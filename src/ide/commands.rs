//! User-invokable fold actions.
//!
//! Two actions, "fold docstrings" and "unfold docstrings", both running
//! against the host's active document. The host supplies the document and
//! its symbol outline and applies the resulting fold operation; everything
//! in between happens here.

use thiserror::Error;
use tracing::debug;

use crate::base::FileId;
use crate::document::DocumentText;
use crate::outline::{SymbolProvider, SymbolsUnavailable};
use super::docstring::docstring_start_lines;
use super::folding::{FoldHandler, FoldRequest, FoldingArguments};

/// The document an action runs against.
#[derive(Debug, Clone)]
pub struct ActiveDocument {
    /// Identity of the focused document.
    pub file: FileId,
    /// Snapshot of its text at invocation time.
    pub text: DocumentText,
}

/// What an action needs from the editor it runs inside.
///
/// Combines the two boundary traits with access to the focused document.
/// `active_document` returning `None` is not an error — the action simply
/// has no target and does nothing.
pub trait EditorHost: SymbolProvider + FoldHandler {
    /// The focused document, if any.
    fn active_document(&self) -> Option<ActiveDocument>;
}

/// Failure of a fold action.
///
/// Absence of an active document or of docstrings is not a failure; the
/// only error case is the symbol provider having nothing for us yet.
#[derive(Debug, Clone, Copy, PartialEq, Eq, Error)]
pub enum CommandError {
    #[error(transparent)]
    SymbolsUnavailable(#[from] SymbolsUnavailable),
}

/// Collapse every multi-line docstring in the active document.
pub fn fold_docstrings<H: EditorHost + ?Sized>(host: &mut H) -> Result<(), CommandError> {
    execute(host, FoldRequest::Fold)
}

/// Expand every multi-line docstring in the active document.
pub fn unfold_docstrings<H: EditorHost + ?Sized>(host: &mut H) -> Result<(), CommandError> {
    execute(host, FoldRequest::Unfold)
}

fn execute<H: EditorHost + ?Sized>(
    host: &mut H,
    request: FoldRequest,
) -> Result<(), CommandError> {
    let Some(doc) = host.active_document() else {
        // Nothing focused, nothing to do.
        debug!("{:?} requested with no active document", request);
        return Ok(());
    };

    let symbols = host.document_symbols(doc.file)?;
    let lines = docstring_start_lines(&symbols, &doc.text);
    debug!(
        "{:?}: resolved {} docstring line(s) in {}",
        request,
        lines.len(),
        doc.file
    );

    host.apply_fold(request, &FoldingArguments::docstrings(lines));
    Ok(())
}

•••

When you answer, return each line of the material exactly as it was written.

**Solved problem**
filename src/ide/commands.rs
//! User-invokable fold actions.
//!
//! Two actions, "fold docstrings" and "unfold docstrings", both running
//! against the host's active document. The host supplies the document and
//! its symbol outline and applies the resulting fold operation; everything
//! in between happens here.

use thiserror::Error;
use tracing::debug;

use crate::base::FileId;
use crate::document::DocumentText;
use crate::outline::{SymbolProvider, SymbolsUnavailable};
use super::docstring::docstring_start_lines;
use super::folding::{FoldHandler, FoldRequest, FoldingArguments};

/// The document an action runs against.
#[derive(Debug, Clone)]
pub struct ActiveDocument {
    /// Identity of the focused document.
    pub file: FileId,
    /// Snapshot of its text at invocation time.
    pub text: DocumentText,
}

/// What an action needs from the editor it runs inside.
///
/// Combines the two boundary traits with access to the focused document.
/// `active_document` returning `None` is not an error — the action simply
/// has no target and does nothing.
pub trait EditorHost: SymbolProvider + FoldHandler {
    /// The focused document, if any.
    fn active_document(&self) -> Option<ActiveDocument>;
}

/// Failure of a fold action.
///
/// Absence of an active document or of docstrings is not a failure; the
/// only error case is the symbol provider having nothing for us yet.
#[derive(Debug, Clone, Copy, PartialEq, Eq, Error)]
pub enum CommandError {
    #[error(transparent)]
    SymbolsUnavailable(#[from] SymbolsUnavailable),
}

/// Collapse every multi-line docstring in the active document.
pub fn fold_docstrings<H: EditorHost + ?Sized>(host: &mut H) -> Result<(), CommandError> {
    execute(host, FoldRequest::Fold)
}

/// Expand every multi-line docstring in the active document.
pub fn unfold_docstrings<H: EditorHost + ?Sized>(host: &mut H) -> Result<(), CommandError> {
    execute(host, FoldRequest::Unfold)
}

fn execute<H: EditorHost + ?Sized>(
    host: &mut H,
    request: FoldRequest,
) -> Result<(), CommandError> {
    let Some(doc) = host.active_document() else {
        // Nothing focused, nothing to do.
        debug!("{:?} requested with no active document", request);
        return Ok(());
    };

    let symbols = host.document_symbols(doc.file)?;
    let lines = docstring_start_lines(&symbols, &doc.text);
    debug!(
        "{:?}: resolved {} docstring line(s) in {}",
        request,
        lines.len(),
        doc.file
    );

    host.apply_fold(request, &FoldingArguments::docstrings(lines));
    Ok(())
}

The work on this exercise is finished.